_Exercise brief_
Return all the lines below in which the string "tests" appears.

_Material provided_

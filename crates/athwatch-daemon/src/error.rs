use thiserror::Error;

#[derive(Error, Debug)]
pub enum DaemonError {
    #[error("Configuration error: {0}")]
    Config(String),

    #[error("TOML error: {0}")]
    Toml(#[from] toml::de::Error),

    #[error("JSON error: {0}")]
    Json(#[from] serde_json::Error),

    #[error("Store error: {0}")]
    Store(#[from] athwatch_store::StoreError),

    #[error("Engine error: {0}")]
    Engine(#[from] athwatch_engine::EngineError),

    #[error("IO error: {0}")]
    Io(#[from] std::io::Error),
}
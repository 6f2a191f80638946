pub mod candidate;
pub mod config;
pub mod decision;
pub mod event;
pub mod record;
pub mod responder;

pub use candidate::{Candidate, RequestContext};
pub use config::{PipelineConfig, RespondersConfig, ThresholdsConfig, TimingConfig};
pub use decision::Decision;
pub use event::{DiscardReason, PipelineEvent, RejectReason};
pub use record::{AssetRecord, RecordStatus, RECORDS_TABLE_DDL};
pub use responder::{DecisionPolicy, Slot, VerificationMode};
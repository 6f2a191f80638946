use std::time::Duration;

use crate::correlator::Correlator;
use crate::signals::ControlSignals;

/// Periodic sweep that ages silent responders and settles their requests.
///
/// Without it a request whose responders never answer stays pending
/// forever. Exits on shutdown.
pub async fn timeout_monitor(correlator: Correlator, signals: ControlSignals, interval: Duration) {
    let cancel = signals.shutdown_token();

    loop {
        tokio::select! {
            _ = cancel.cancelled() => {
                tracing::info!("Timeout monitor shutting down");
                break;
            }
            _ = tokio::time::sleep(interval) => {
                let settled = correlator.sweep(signals.is_paused());
                if settled > 0 {
                    tracing::debug!(settled, "Timeout sweep settled requests");
                }
            }
        }
    }
}
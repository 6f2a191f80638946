use std::str::FromStr;

use athwatch_models::record::{AssetRecord, RecordStatus, RECORDS_TABLE_DDL};
use chrono::Utc;
use rusqlite::{Connection, OptionalExtension, Row};
use rust_decimal::Decimal;

use crate::error::StoreError;

const SELECT_COLUMNS: &str = "SELECT address, ticker, age, market_cap, liquidity, volume, \
     ath_seconds, status, thread_ref, updated_at FROM asset_records";

/// SQLite-backed record store.
///
/// Opened read-write in WAL mode. Every write stamps `updated_at`.
pub struct SqliteStore {
    conn: Connection,
}

impl SqliteStore {
    /// Open (or create) the record database at `path`.
    pub fn open(path: &str) -> Result<Self, StoreError> {
        let conn = Connection::open(path)?;
        conn.execute_batch(RECORDS_TABLE_DDL)?;
        conn.pragma_update(None, "journal_mode", "WAL")?;
        Ok(Self { conn })
    }

    /// Open an in-memory database with the schema applied. Used by tests.
    pub fn open_in_memory() -> Result<Self, StoreError> {
        let conn = Connection::open_in_memory()?;
        conn.execute_batch(RECORDS_TABLE_DDL)?;
        Ok(Self { conn })
    }

    /// Insert or overwrite a record.
    ///
    /// `thread_ref` is the one exception to overwrite: a NULL in the new row
    /// keeps whatever reference was stored before.
    pub fn upsert(&self, record: &AssetRecord) -> Result<(), StoreError> {
        let now = Utc::now().to_rfc3339();
        self.conn.execute(
            "INSERT INTO asset_records \
             (address, ticker, age, market_cap, liquidity, volume, ath_seconds, status, thread_ref, updated_at) \
             VALUES (?1, ?2, ?3, ?4, ?5, ?6, ?7, ?8, ?9, ?10) \
             ON CONFLICT(address) DO UPDATE SET \
                ticker = excluded.ticker, \
                age = excluded.age, \
                market_cap = excluded.market_cap, \
                liquidity = excluded.liquidity, \
                volume = excluded.volume, \
                ath_seconds = excluded.ath_seconds, \
                status = excluded.status, \
                thread_ref = COALESCE(excluded.thread_ref, asset_records.thread_ref), \
                updated_at = excluded.updated_at",
            rusqlite::params![
                record.address,
                record.ticker,
                record.age,
                record.market_cap.map(|d| d.to_string()),
                record.liquidity.map(|d| d.to_string()),
                record.volume.map(|d| d.to_string()),
                record.ath_seconds.map(|s| s as i64),
                record.status.as_str(),
                record.thread_ref,
                now,
            ],
        )?;
        Ok(())
    }

    /// Status of a record, or None if the address was never persisted.
    pub fn get_status(&self, address: &str) -> Result<Option<RecordStatus>, StoreError> {
        let mut stmt = self
            .conn
            .prepare_cached("SELECT status FROM asset_records WHERE address = ?1")?;
        let raw: Option<String> = stmt
            .query_row(rusqlite::params![address], |row| row.get(0))
            .optional()?;

        raw.map(|s| {
            RecordStatus::from_str(&s).map_err(|reason| StoreError::Corrupt {
                address: address.to_string(),
                reason,
            })
        })
        .transpose()
    }

    pub fn get_record(&self, address: &str) -> Result<Option<AssetRecord>, StoreError> {
        let sql = format!("{SELECT_COLUMNS} WHERE address = ?1");
        let mut stmt = self.conn.prepare_cached(&sql)?;
        let raw = stmt
            .query_row(rusqlite::params![address], RawRecord::from_row)
            .optional()?;
        raw.map(RawRecord::into_record).transpose()
    }

    /// Set the status of an existing record. Returns false when the address
    /// is unknown.
    pub fn update_status(&self, address: &str, status: RecordStatus) -> Result<bool, StoreError> {
        let now = Utc::now().to_rfc3339();
        let changed = self.conn.execute(
            "UPDATE asset_records SET status = ?1, updated_at = ?2 WHERE address = ?3",
            rusqlite::params![status.as_str(), now, address],
        )?;
        Ok(changed > 0)
    }

    /// Delete every record. Returns the number of rows removed.
    pub fn clear(&self) -> Result<usize, StoreError> {
        let deleted = self.conn.execute("DELETE FROM asset_records", [])?;
        Ok(deleted)
    }

    pub fn count(&self) -> Result<usize, StoreError> {
        let count: usize =
            self.conn
                .query_row("SELECT COUNT(*) FROM asset_records", [], |row| row.get(0))?;
        Ok(count)
    }
}

/// Column values as SQLite hands them back, before decimal and status
/// parsing.
struct RawRecord {
    address: String,
    ticker: String,
    age: String,
    market_cap: Option<String>,
    liquidity: Option<String>,
    volume: Option<String>,
    ath_seconds: Option<i64>,
    status: String,
    thread_ref: Option<i64>,
    updated_at: String,
}

impl RawRecord {
    fn from_row(row: &Row<'_>) -> rusqlite::Result<Self> {
        Ok(Self {
            address: row.get(0)?,
            ticker: row.get(1)?,
            age: row.get(2)?,
            market_cap: row.get(3)?,
            liquidity: row.get(4)?,
            volume: row.get(5)?,
            ath_seconds: row.get(6)?,
            status: row.get(7)?,
            thread_ref: row.get(8)?,
            updated_at: row.get(9)?,
        })
    }

    fn into_record(self) -> Result<AssetRecord, StoreError> {
        let address = self.address;
        let corrupt = |reason: String| StoreError::Corrupt {
            address: address.clone(),
            reason,
        };
        let decimal = |value: Option<String>| -> Result<Option<Decimal>, StoreError> {
            value
                .map(|v| Decimal::from_str(&v).map_err(|e| corrupt(format!("amount {v}: {e}"))))
                .transpose()
        };

        let market_cap = decimal(self.market_cap)?;
        let liquidity = decimal(self.liquidity)?;
        let volume = decimal(self.volume)?;
        let status = RecordStatus::from_str(&self.status).map_err(corrupt)?;

        Ok(AssetRecord {
            address: address.clone(),
            ticker: self.ticker,
            age: self.age,
            market_cap,
            liquidity,
            volume,
            ath_seconds: self.ath_seconds.map(|s| s.max(0) as u64),
            status,
            thread_ref: self.thread_ref,
            updated_at: self.updated_at,
        })
    }
}

#[cfg(test)]
mod tests {
    use super::*;
    use rust_decimal_macros::dec;

    fn make_record(address: &str, status: RecordStatus) -> AssetRecord {
        AssetRecord {
            address: address.to_string(),
            ticker: "TEST".to_string(),
            age: "10m".to_string(),
            market_cap: Some(dec!(100000)),
            liquidity: Some(dec!(5000)),
            volume: Some(dec!(1000.5)),
            ath_seconds: Some(30),
            status,
            thread_ref: None,
            updated_at: String::new(),
        }
    }

    #[test]
    fn upsert_and_get_record() {
        let store = SqliteStore::open_in_memory().unwrap();
        store
            .upsert(&make_record("CA_TEST_001", RecordStatus::Processing))
            .unwrap();

        let record = store.get_record("CA_TEST_001").unwrap().unwrap();
        assert_eq!(record.ticker, "TEST");
        assert_eq!(record.volume, Some(dec!(1000.5)));
        assert_eq!(record.ath_seconds, Some(30));
        assert_eq!(record.status, RecordStatus::Processing);
        assert!(!record.updated_at.is_empty());
        assert_eq!(store.count().unwrap(), 1);
    }

    #[test]
    fn missing_record_has_no_status() {
        let store = SqliteStore::open_in_memory().unwrap();
        assert_eq!(store.get_status("NON_EXISTENT_CA").unwrap(), None);
        assert!(store.get_record("NON_EXISTENT_CA").unwrap().is_none());
    }

    #[test]
    fn upsert_keeps_thread_ref_when_new_value_is_null() {
        let store = SqliteStore::open_in_memory().unwrap();
        let mut record = make_record("CA_TEST_002", RecordStatus::Processing);
        record.thread_ref = Some(12345);
        store.upsert(&record).unwrap();

        let mut update = make_record("CA_TEST_002", RecordStatus::Processing);
        update.ticker = "TEST2_UPD".to_string();
        update.thread_ref = None;
        store.upsert(&update).unwrap();

        let stored = store.get_record("CA_TEST_002").unwrap().unwrap();
        assert_eq!(stored.ticker, "TEST2_UPD");
        assert_eq!(stored.thread_ref, Some(12345));

        update.thread_ref = Some(67890);
        store.upsert(&update).unwrap();
        let stored = store.get_record("CA_TEST_002").unwrap().unwrap();
        assert_eq!(stored.thread_ref, Some(67890));
    }

    #[test]
    fn upsert_overwrites_other_fields_with_null() {
        let store = SqliteStore::open_in_memory().unwrap();
        store
            .upsert(&make_record("CA_TEST_003", RecordStatus::Processing))
            .unwrap();

        let mut update = make_record("CA_TEST_003", RecordStatus::Processing);
        update.ath_seconds = None;
        update.volume = None;
        store.upsert(&update).unwrap();

        let stored = store.get_record("CA_TEST_003").unwrap().unwrap();
        assert_eq!(stored.ath_seconds, None);
        assert_eq!(stored.volume, None);
    }

    #[test]
    fn update_status_of_known_and_unknown() {
        let store = SqliteStore::open_in_memory().unwrap();
        store
            .upsert(&make_record("CA_TEST_001", RecordStatus::Processing))
            .unwrap();

        assert!(store
            .update_status("CA_TEST_001", RecordStatus::BuySuccess)
            .unwrap());
        assert_eq!(
            store.get_status("CA_TEST_001").unwrap(),
            Some(RecordStatus::BuySuccess)
        );
        assert!(!store
            .update_status("CA_UNKNOWN", RecordStatus::BuySuccess)
            .unwrap());
    }

    #[test]
    fn corrupt_status_is_reported() {
        let store = SqliteStore::open_in_memory().unwrap();
        store
            .conn
            .execute(
                "INSERT INTO asset_records (address, ticker, age, status, updated_at) \
                 VALUES ('CA_BAD', 'BAD', '1m', 'Mystery', '')",
                [],
            )
            .unwrap();
        assert!(matches!(
            store.get_status("CA_BAD"),
            Err(StoreError::Corrupt { .. })
        ));
    }

    #[test]
    fn clear_removes_everything() {
        let store = SqliteStore::open_in_memory().unwrap();
        store
            .upsert(&make_record("CA_1", RecordStatus::Processing))
            .unwrap();
        store
            .upsert(&make_record("CA_2", RecordStatus::SellSuccess))
            .unwrap();
        assert_eq!(store.clear().unwrap(), 2);
        assert_eq!(store.count().unwrap(), 0);
    }

    #[test]
    fn wal_mode_on_file() {
        let dir = tempfile::tempdir().unwrap();
        let path = dir.path().join("records.db");
        let store = SqliteStore::open(path.to_str().unwrap()).unwrap();
        store
            .upsert(&make_record("CA_1", RecordStatus::Processing))
            .unwrap();
        drop(store);

        let reopened = SqliteStore::open(path.to_str().unwrap()).unwrap();
        assert_eq!(reopened.count().unwrap(), 1);
    }
}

_Solution for this problem_
    /// Open an in-memory database with the schema applied. Used by tests.
mod tests {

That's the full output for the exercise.